Plus précisément, le 30 juin 2018, une de vos remises à Mme [E] a entraîné la vente à perte du téléviseur référencé 4548736061729 KD65A1BAEP TV OLED 4K SONY dont le prix de vente TTC était fixé en magasin à 3 499 € a été remisé de 400 € par vos soins, de sorte que ce produit a été effectivement vendu 3 099 € TTC (2 582,50 € HT), pour un prix d'achat hors taxe de 2 712,50 €, soit une perte de 130 € pour notre magasin.

Non seulement le magasin a purement et simplement perdu 130 € sur cette transaction mais encore vous savez pertinemment que la revente à perte (prix de vente au client inférieur au prix d'achat par le magasin) est considérée comme une pratique commerciale déloyale légalement interdite et punie de 75 000 euros d'amende suivant l'article L442-2 du code du commerce.

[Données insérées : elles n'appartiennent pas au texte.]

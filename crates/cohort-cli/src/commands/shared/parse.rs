use anyhow::{Context, bail};
use cohort_core::entities::{Module, RollCallEntry};
use serde::de::DeserializeOwned;

/// Parse a snake_case enum value using serde-deserialization.
pub fn parse_enum<T>(raw: &str, field: &str) -> anyhow::Result<T>
where
    T: DeserializeOwned,
{
    let normalized = raw.replace('-', "_");
    serde_json::from_value(serde_json::Value::String(normalized))
        .map_err(|error| anyhow::anyhow!("invalid {field} '{raw}': {error}"))
}

/// Parse `NAME:WEEKS` into a module without courses or projects.
pub fn parse_module_spec(raw: &str) -> anyhow::Result<Module> {
    let Some((name, weeks)) = raw.rsplit_once(':') else {
        bail!("invalid module '{raw}': expected NAME:WEEKS");
    };
    let weeks: i64 = weeks
        .trim()
        .parse()
        .with_context(|| format!("invalid module '{raw}': weeks must be an integer"))?;
    Ok(Module::new(name.trim(), weeks))
}

/// Modules from `--module` flags, or from a JSON file when one is given.
pub fn load_modules(specs: &[String], file: Option<&str>) -> anyhow::Result<Vec<Module>> {
    if let Some(path) = file {
        let text = std::fs::read_to_string(path)
            .with_context(|| format!("failed to read modules file {path}"))?;
        return serde_json::from_str(&text)
            .with_context(|| format!("modules file {path} is not a JSON array of modules"));
    }
    specs.iter().map(|spec| parse_module_spec(spec)).collect()
}

/// Parse `STUDENT=STATUS` or `STUDENT=STATUS:NOTE`. The status is validated
/// later, together with the rest of the roll call.
pub fn parse_roll_call_entry(raw: &str) -> anyhow::Result<RollCallEntry> {
    let Some((student, rest)) = raw.split_once('=') else {
        bail!("invalid entry '{raw}': expected STUDENT=STATUS[:NOTE]");
    };
    if student.trim().is_empty() {
        bail!("invalid entry '{raw}': student id is empty");
    }
    let entry = match rest.split_once(':') {
        Some((status, note)) => RollCallEntry::new(student.trim(), status).with_note(note),
        None => RollCallEntry::new(student.trim(), rest),
    };
    Ok(entry)
}

#[cfg(test)]
mod tests {
    use cohort_core::enums::AdministrativeSituation;
    use pretty_assertions::assert_eq;

    use super::*;

    #[test]
    fn parses_hyphenated_enum_alias() {
        let situation: AdministrativeSituation =
            parse_enum("in-process", "situation").expect("situation should parse");
        assert_eq!(situation, AdministrativeSituation::InProcess);
    }

    #[test]
    fn errors_on_invalid_enum() {
        let err = parse_enum::<AdministrativeSituation>("expelled", "situation").unwrap_err();
        assert!(err.to_string().contains("invalid situation 'expelled'"));
    }

    #[test]
    fn module_spec_allows_colons_in_name() {
        let module = parse_module_spec("Frontend: React:4").unwrap();
        assert_eq!(module.name, "Frontend: React");
        assert_eq!(module.duration, 4);
        assert!(parse_module_spec("Backend").is_err());
        assert!(parse_module_spec("Backend:five").is_err());
    }

    #[test]
    fn roll_call_entry_with_and_without_note() {
        assert_eq!(
            parse_roll_call_entry("S1=late:bus strike").unwrap(),
            RollCallEntry::new("S1", "late").with_note("bus strike")
        );
        assert_eq!(
            parse_roll_call_entry("S2=").unwrap(),
            RollCallEntry::new("S2", "")
        );
        assert!(parse_roll_call_entry("present").is_err());
    }

    #[test]
    fn modules_file_overrides_flags() {
        let dir = tempfile::TempDir::new().unwrap();
        let path = dir.path().join("modules.json");
        std::fs::write(
            &path,
            r#"[{"name":"Intro","duration":2,"courses":["Git"],"projects":[]}]"#,
        )
        .unwrap();

        let modules = load_modules(&["Ignored:9".to_string()], path.to_str()).unwrap();
        assert_eq!(modules.len(), 1);
        assert_eq!(modules[0].courses, vec!["Git".to_string()]);
    }
}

Vous avez aussi facturé certains à 0,01 € de sorte que le magasin n'a dégagé aucune marge sur ces ventes. Ce fut le cas pour :

- un support TV POSS inclinable référencé 3614611988618 POS-T792LT dont le prix de vente TTC était fixé en magasin à 69,99 € a été remisé de 69,98 € par vos soins, de sorte que ce produit a été effectivement vendu 0,01 € TTC, pour un prix d'achat hors taxe de 16,81 €, soit une marge nulle pour notre magasin, au lieu de 41,51 € sans remise.

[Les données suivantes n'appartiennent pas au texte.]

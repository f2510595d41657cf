use crate::cli::GlobalFlags;
use crate::context::AppContext;
use crate::output::output;

pub async fn run(
    promotion: &str,
    student: &str,
    date: &str,
    status: &str,
    note: Option<&str>,
    ctx: &AppContext,
    flags: &GlobalFlags,
) -> anyhow::Result<()> {
    let record = ctx
        .service
        .record_attendance(promotion, student, date, status, note)
        .await?;
    output(&record, flags.format)
}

- un support TV POSS inclinable référencé 3614611993506 POS-PSWMT862TS dont le prix de vente TTC était fixé en magasin à 79,99 € a été remisé de 79,98 € par vos soins, de sorte que ce produit a été effectivement vendu 0,01 € TTC, pour un prix d'achat hors taxe de 36,14 €, soit une marge nulle pour notre magasin, au lieu de 30,52 € sans remise.

Avec ces 2 produits offerts à vos clients, le magasin a donc perdu 72,03 € de marge initialement prévue. Si des remises sont parfois possibles dans une certaine mesure, la remise à hauteur de l'intégralité du prix de vente du produit, c'est-à-dire la gratuité, est interdite sauf autorisation expresse de la Direction.

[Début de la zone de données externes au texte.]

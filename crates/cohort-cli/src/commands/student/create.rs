use cohort_core::entities::NewStudent;
use cohort_core::enums::AdministrativeSituation;

use crate::cli::GlobalFlags;
use crate::commands::shared::parse::parse_enum;
use crate::context::AppContext;
use crate::output::output;

pub struct CreateArgs<'a> {
    pub name: String,
    pub email: String,
    pub phone: Option<String>,
    pub situation: Option<&'a str>,
}

pub async fn run(
    promotion: &str,
    args: CreateArgs<'_>,
    ctx: &AppContext,
    flags: &GlobalFlags,
) -> anyhow::Result<()> {
    let administrative_situation = args
        .situation
        .map(|value| parse_enum::<AdministrativeSituation>(value, "situation"))
        .transpose()?;

    let student = ctx
        .service
        .create_student(
            promotion,
            NewStudent {
                name: args.name,
                email: args.email,
                phone: args.phone,
                administrative_situation,
            },
        )
        .await?;
    output(&student, flags.format)
}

Vous le saviez pertinemment puisque vous avez, par pur subterfuge, « facturé » ces produits à 0,01 € pour que le logiciel ne refuse pas la vente '

En outre, sur certaines ventes, vos remises ont rendu les marges carrément insignifiantes rendant quasiment nulles la rentabilité de la vente pour le magasin :

- le fer vapeur ROWENTA référencé 4210101953013 DW5210D1 dont le prix de vente TTC était fixé en magasin 64,90 € a été remisé de 12,98 € par vos soins, de sorte que ce produit a été effectivement vendu 51,92 € TTC (43,32 € HT), pour un prix d'achat hors taxe de 39,97 €, soit une marge de 3,35 € pour notre magasin, au lieu de 14,11 € sans remise.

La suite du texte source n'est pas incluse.